February 7, 2009 was the ninth annual National Black AIDS Awareness Day. All across the country, thousands reflected on the sobering realities of HIV in the black community. Blacks make up roughly 13 percent of the US. Population, but they account for nearly 50 percent of all HIV cases.[i] In addition to being most likely to be already infected, young black men ages 13–29 are the most likely subgroup to be newly infected.[ii] Black men of all ages also account for 67 percent of new infections of the black subgroup.[iii] In a blog on both the Huffington Post and RH Reality Check, actress and leading HIV/AIDS activist, Gloria Reuben, commented on the current situation saying, “As a country, we should be not just startled by these numbers, we should be ashamed.” Ms. Reuben, who also serves as a member of SIECUS’ Board, also noted that National Black AIDS Awareness Day should serve as “the perfect time for us to recommit ourselves to defeating the AIDS epidemic here at home, as it continues to strike some of the most vulnerable members of our society.”
 
Nearly 75 percent of black women and men diagnosed with HIV contracted it through unsafe sexual contact.[iv]  This clearly shows the importance of proper condom use and comprehensive sexuality education that can help people understand prevention methods and learn both communication and negotiation skills.
 
Joseph DiNorcia Jr., president of SIECUS, aptly summed up the situation in a statement released on National Black AIDS Awareness Day: “Neither HIV nor people exist in a vacuum and we cannot behave as if they do. While faced with the challenge of remaining HIV negative, many of the Americans who are most at risk for infection, including Blacks, also face challenges with poverty, community, and lack of educational opportunity.  Millions of people need assistance in these areas and we, as the broader progressive community, need to join together to help them, not as “housing advocates,” or “poverty advocates,” or “HIV advocates” but as life advocates.

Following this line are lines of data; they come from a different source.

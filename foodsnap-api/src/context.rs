//! Application context shared by every request

use crate::config::AppConfig;
use crate::error::{ApiError, Result};
use foodsnap_core::{NutritionRecord, PredictionResponse, PredictionResult, ResponseNormalizer};
use foodsnap_eye::{ImagePreprocessor, InferencePipeline};
use foodsnap_nutrition::NutritionResolver;
use serde::{Deserialize, Serialize};
use std::sync::Arc;
use tracing::{error, info, info_span, Instrument};
use uuid::Uuid;

/// Liveness report of the service
#[derive(Debug, Clone, PartialEq, Serialize, Deserialize)]
pub struct HealthReport {
    pub status: String,
    pub model_loaded: bool,
    pub mock_mode: bool,
    pub detector_loaded: bool,
    pub nutrition_providers: Vec<String>,
}

/// Prediction together with the response built from it
#[derive(Debug, Clone)]
pub struct Analysis {
    pub prediction: PredictionResult,
    pub response: PredictionResponse,
}

/// Built once at startup and passed by reference to request handlers
pub struct FoodSnap {
    pipeline: Arc<InferencePipeline>,
    resolver: NutritionResolver,
}

impl FoodSnap {
    pub fn new(config: AppConfig) -> Result<Self> {
        config.validate()?;

        let pipeline = InferencePipeline::from_config(config.vision)
            .map_err(|e| ApiError::Config(e.to_string()))?;
        let resolver = NutritionResolver::from_config(&config.nutrition)
            .map_err(|e| ApiError::Config(e.to_string()))?;

        Ok(Self::from_parts(pipeline, resolver))
    }

    pub fn from_parts(pipeline: InferencePipeline, resolver: NutritionResolver) -> Self {
        Self {
            pipeline: Arc::new(pipeline),
            resolver,
        }
    }

    pub fn pipeline(&self) -> &InferencePipeline {
        &self.pipeline
    }

    pub fn resolver(&self) -> &NutritionResolver {
        &self.resolver
    }

    /// Identify the food in an upload and resolve its nutrition
    pub async fn analyze(&self, bytes: Vec<u8>, mime: &str) -> Result<PredictionResponse> {
        Ok(self.analyze_detailed(bytes, mime).await?.response)
    }

    /// Like [`FoodSnap::analyze`] but also returns the raw prediction
    pub async fn analyze_detailed(&self, bytes: Vec<u8>, mime: &str) -> Result<Analysis> {
        ImagePreprocessor::format_for_mime(mime)?;

        let prediction_id = Uuid::new_v4().to_string();
        let span = info_span!("analyze", prediction_id = %prediction_id);

        async move {
            let pipeline = Arc::clone(&self.pipeline);
            let mime = mime.to_string();
            let prediction = tokio::task::spawn_blocking(move || pipeline.predict(&bytes, &mime))
                .await
                .map_err(|e| {
                    error!("Inference task failed: {}", e);
                    ApiError::Internal(format!("Inference task failed: {}", e))
                })??;

            info!(
                "Predicted {:?} (confidence {:.2}, unknown: {}, mock: {})",
                prediction.items(),
                prediction.confidence(),
                prediction.is_unknown(),
                prediction.is_mock()
            );

            let records = self.resolver.resolve_all(prediction.accepted_items()).await;
            let response = ResponseNormalizer::normalize(&prediction, records)
                .with_prediction_id(Some(prediction_id));

            info!(
                "Analysis complete: {} item(s), {} kcal",
                response.items.len(),
                response.total_calories
            );
            Ok::<Analysis, ApiError>(Analysis {
                prediction,
                response,
            })
        }
        .instrument(span)
        .await
    }

    /// Nutrition lookup for a food name
    pub async fn nutrition(&self, food_name: &str) -> NutritionRecord {
        self.resolver.resolve(food_name).await
    }

    pub fn health(&self) -> HealthReport {
        let mock_mode = self.pipeline.is_mock();
        HealthReport {
            status: "running".to_string(),
            model_loaded: !mock_mode,
            mock_mode,
            detector_loaded: self.pipeline.has_detector(),
            nutrition_providers: self
                .resolver
                .configured_providers()
                .into_iter()
                .map(str::to_string)
                .collect(),
        }
    }
}
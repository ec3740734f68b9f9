//! Model artifact resolution with mock fallback

use crate::config::{VisionConfig, DEFAULT_LABELS};
use crate::error::{Result, VisionError};
use crate::models::{Classifier, Detector, MockClassifier};
use serde_json::Value;
use std::fs;
use std::path::{Path, PathBuf};
use std::sync::Arc;
use tracing::{info, warn};

/// Classifier artifact inside the model directory
pub const CLASSIFIER_FILE: &str = "classifier.onnx";
/// Optional detector artifact inside the model directory
pub const DETECTOR_FILE: &str = "detector.onnx";
/// Label file inside the model directory
pub const LABELS_FILE: &str = "class_indices.json";

/// Capabilities selected at startup
pub struct LoadedModels {
    pub classifier: Arc<dyn Classifier>,
    pub detector: Option<Arc<dyn Detector>>,
    /// `true` when no trained classifier could be loaded
    pub mock: bool,
}

impl std::fmt::Debug for LoadedModels {
    fn fmt(&self, f: &mut std::fmt::Formatter<'_>) -> std::fmt::Result {
        f.debug_struct("LoadedModels")
            .field("classifier", &self.classifier.name())
            .field("detector", &self.detector.as_ref().map(|d| d.name().to_string()))
            .field("mock", &self.mock)
            .finish()
    }
}

/// Resolves the model directory into detector/classifier capabilities
pub struct ModelManager;

impl ModelManager {
    /// Load models described by `config`. Anything short of a usable
    /// classifier artifact falls back to the mock classifier.
    pub fn load(config: &VisionConfig) -> Result<LoadedModels> {
        match Self::classifier_path(config) {
            Ok(dir) => Self::load_trained(&dir, config),
            Err(reason) => {
                warn!("No trained model available ({}), running in mock mode", reason);
                Self::mock(config)
            }
        }
    }

    /// Mock capability set built from the config's mock settings
    pub fn mock(config: &VisionConfig) -> Result<LoadedModels> {
        let classifier = MockClassifier::new(
            config.mock_labels.clone(),
            config.mock_confidence_band,
            config.mock_seed,
        )?;
        Ok(LoadedModels {
            classifier: Arc::new(classifier),
            detector: None,
            mock: true,
        })
    }

    fn classifier_path(config: &VisionConfig) -> std::result::Result<PathBuf, String> {
        let dir = config
            .model_path
            .as_ref()
            .ok_or_else(|| "model path not configured".to_string())?;

        if !dir.is_dir() {
            return Err(format!("model directory {:?} not found", dir));
        }

        if !dir.join(CLASSIFIER_FILE).is_file() {
            return Err(format!("{} missing in {:?}", CLASSIFIER_FILE, dir));
        }

        Ok(dir.clone())
    }

    #[cfg(feature = "onnx")]
    fn load_trained(dir: &Path, config: &VisionConfig) -> Result<LoadedModels> {
        use crate::models::onnx::{OnnxClassifier, OnnxDetector};
        use crate::preprocess::InputSpec;

        let labels = Self::load_labels(&dir.join(LABELS_FILE))?;
        let classifier = OnnxClassifier::new(
            &dir.join(CLASSIFIER_FILE),
            labels,
            InputSpec::efficientnet(config.classifier_input_size),
        )?;

        let detector_path = dir.join(DETECTOR_FILE);
        let detector: Option<Arc<dyn Detector>> = if detector_path.is_file() {
            Some(Arc::new(OnnxDetector::new(
                &detector_path,
                InputSpec::yolo(config.detector_input_size),
            )?))
        } else {
            info!("No {} found, running classifier-only", DETECTOR_FILE);
            None
        };

        Ok(LoadedModels {
            classifier: Arc::new(classifier),
            detector,
            mock: false,
        })
    }

    #[cfg(not(feature = "onnx"))]
    fn load_trained(dir: &Path, config: &VisionConfig) -> Result<LoadedModels> {
        warn!(
            "Model artifacts found in {:?} but the onnx feature is disabled, running in mock mode",
            dir
        );
        Self::mock(config)
    }

    /// Read the label file. Accepts `{"0": "rice", ...}` or `["rice", ...]`;
    /// a missing file yields the default label set.
    pub fn load_labels(path: &Path) -> Result<Vec<String>> {
        if !path.is_file() {
            warn!("Label file {:?} not found, using default labels", path);
            return Ok(DEFAULT_LABELS.iter().map(|s| s.to_string()).collect());
        }

        let content = fs::read_to_string(path)?;
        let value: Value = serde_json::from_str(&content)?;
        let labels = Self::parse_labels(&value)?;

        if labels.is_empty() {
            return Err(VisionError::Model(format!("Label file {:?} is empty", path)));
        }

        info!("Loaded {} labels from {:?}", labels.len(), path);
        Ok(labels)
    }

    fn parse_labels(value: &Value) -> Result<Vec<String>> {
        match value {
            Value::Array(items) => items
                .iter()
                .map(|item| {
                    item.as_str()
                        .map(str::to_string)
                        .ok_or_else(|| VisionError::Model(format!("Label {} is not a string", item)))
                })
                .collect(),
            Value::Object(map) => {
                let mut indexed = map
                    .iter()
                    .map(|(key, label)| {
                        let idx = key.trim().parse::<usize>().map_err(|_| {
                            VisionError::Model(format!("Label index {:?} is not a number", key))
                        })?;
                        let label = label.as_str().ok_or_else(|| {
                            VisionError::Model(format!("Label for index {} is not a string", idx))
                        })?;
                        Ok((idx, label.to_string()))
                    })
                    .collect::<Result<Vec<(usize, String)>>>()?;

                indexed.sort_by_key(|(idx, _)| *idx);
                for (expected, (idx, _)) in indexed.iter().enumerate() {
                    if *idx != expected {
                        return Err(VisionError::Model(format!("Label index {} missing", expected)));
                    }
                }

                Ok(indexed.into_iter().map(|(_, label)| label).collect())
            }
            _ => Err(VisionError::Model(
                "Label file must be a JSON object or array".to_string(),
            )),
        }
    }
}
//! Application configuration

use crate::error::ApiError;
use foodsnap_eye::VisionConfig;
use foodsnap_nutrition::NutritionConfig;
use serde::{Deserialize, Serialize};
use std::env;
use std::fs;
use std::path::{Path, PathBuf};
use std::str::FromStr;
use tracing::warn;

pub const THRESHOLD_ENV_VAR: &str = "FOODSNAP_CONFIDENCE_THRESHOLD";
pub const MODEL_PATH_ENV_VAR: &str = "FOODSNAP_MODEL_PATH";

#[derive(Debug, Clone, Default, Serialize, Deserialize)]
#[serde(default)]
pub struct AppConfig {
    pub vision: VisionConfig,
    pub nutrition: NutritionConfig,
}

impl AppConfig {
    /// Load from a JSON, TOML or YAML file. The extension picks the format;
    /// anything else is tried in that order.
    pub fn from_file(path: &Path) -> Result<Self, ApiError> {
        let content = fs::read_to_string(path)
            .map_err(|e| ApiError::Config(format!("Failed to read {:?}: {}", path, e)))?;

        let ext = path
            .extension()
            .and_then(|e| e.to_str())
            .map(str::to_ascii_lowercase);

        match ext.as_deref() {
            Some("json") => serde_json::from_str(&content)
                .map_err(|e| ApiError::Config(format!("Invalid JSON config: {}", e))),
            Some("toml") => toml::from_str(&content)
                .map_err(|e| ApiError::Config(format!("Invalid TOML config: {}", e))),
            Some("yaml") | Some("yml") => serde_yaml::from_str(&content)
                .map_err(|e| ApiError::Config(format!("Invalid YAML config: {}", e))),
            _ => content.parse(),
        }
    }

    /// Defaults overlaid with the environment
    pub fn from_env() -> Self {
        let mut config = Self::default();
        config.apply_env();
        config
    }

    /// Overlay threshold, model path, provider timeout and provider
    /// credentials from the environment
    pub fn apply_env(&mut self) {
        if let Ok(value) = env::var(THRESHOLD_ENV_VAR) {
            match value.trim().parse::<f32>() {
                Ok(threshold) => self.vision.confidence_threshold = threshold,
                Err(_) => warn!("Ignoring invalid {}={:?}", THRESHOLD_ENV_VAR, value),
            }
        }

        if let Ok(value) = env::var(MODEL_PATH_ENV_VAR) {
            if !value.trim().is_empty() {
                self.vision.model_path = Some(PathBuf::from(value.trim()));
            }
        }

        self.nutrition.apply_env();
    }

    pub fn validate(&self) -> Result<(), ApiError> {
        self.vision
            .validate()
            .map_err(|e| ApiError::Config(format!("vision: {}", e)))?;
        self.nutrition
            .validate()
            .map_err(|e| ApiError::Config(format!("nutrition: {}", e)))?;
        Ok(())
    }
}

impl FromStr for AppConfig {
    type Err = ApiError;

    /// Parse configuration text, trying JSON, then TOML, then YAML
    fn from_str(content: &str) -> Result<Self, Self::Err> {
        if let Ok(config) = serde_json::from_str::<AppConfig>(content) {
            return Ok(config);
        }

        if let Ok(config) = toml::from_str::<AppConfig>(content) {
            return Ok(config);
        }

        if let Ok(config) = serde_yaml::from_str::<AppConfig>(content) {
            return Ok(config);
        }

        Err(ApiError::Config("Unknown configuration format".to_string()))
    }
}

#[cfg(test)]
mod tests {
    use super::*;
    use foodsnap_nutrition::ProviderKind;
    use std::io::Write;
    use tempfile::Builder;

    fn write(suffix: &str, content: &str) -> tempfile::NamedTempFile {
        let mut file = Builder::new().suffix(suffix).tempfile().unwrap();
        file.write_all(content.as_bytes()).unwrap();
        file
    }

    #[test]
    fn test_default_is_valid() {
        let config = AppConfig::default();
        assert!(config.validate().is_ok());
        assert_eq!(config.vision.confidence_threshold, 0.6);
    }

    #[test]
    fn test_from_toml_file() {
        let file = write(
            ".toml",
            r#"
            [vision]
            confidence_threshold = 0.1
            mock_seed = 9

            [nutrition]
            provider_order = ["open_food_facts"]
            provider_timeout_secs = 3
            "#,
        );
        let config = AppConfig::from_file(file.path()).unwrap();
        assert_eq!(config.vision.confidence_threshold, 0.1);
        assert_eq!(config.vision.mock_seed, Some(9));
        assert_eq!(config.nutrition.provider_order, vec![ProviderKind::OpenFoodFacts]);
        assert_eq!(config.nutrition.provider_timeout_secs, 3);
    }

    #[test]
    fn test_from_yaml_file() {
        let file = write(
            ".yaml",
            "vision:\n  confidence_threshold: 0.8\n  estimate_size: false\n",
        );
        let config = AppConfig::from_file(file.path()).unwrap();
        assert_eq!(config.vision.confidence_threshold, 0.8);
        assert!(!config.vision.estimate_size);
    }

    #[test]
    fn test_from_str_detects_json() {
        let config: AppConfig = r#"{"vision": {"parallel_regions": true}}"#.parse().unwrap();
        assert!(config.vision.parallel_regions);
    }

    #[test]
    fn test_invalid_file() {
        let file = write(".json", "{ not json");
        assert!(matches!(AppConfig::from_file(file.path()), Err(ApiError::Config(_))));
        assert!(AppConfig::from_file(Path::new("/nonexistent/foodsnap.toml")).is_err());
    }

    #[test]
    fn test_validate_reports_section() {
        let mut config = AppConfig::default();
        config.vision.confidence_threshold = 2.0;
        let err = config.validate().unwrap_err();
        assert!(err.to_string().contains("vision"));
    }
}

[i] Black and HIV/AIDS, National Black AIDS Awareness Day, accessed on 13 February 2009, http://www.blackaidsday.org/blacks_epidemic.html

[ii] MMWR Analysis Provides New Details on HIV Incidence in U.S. Populations, (Atlanta, Georgia: Centers for Disease Control and Prevention, September 2008), accessed of February 13 2009, < http://www.cdc.gov/hiv/topics/surveillance/resources/factsheets/MMWR-incidence.htm>

[iii] Ibid.

[iv] Black and HIV/AIDS, National Black AIDS Awareness Day.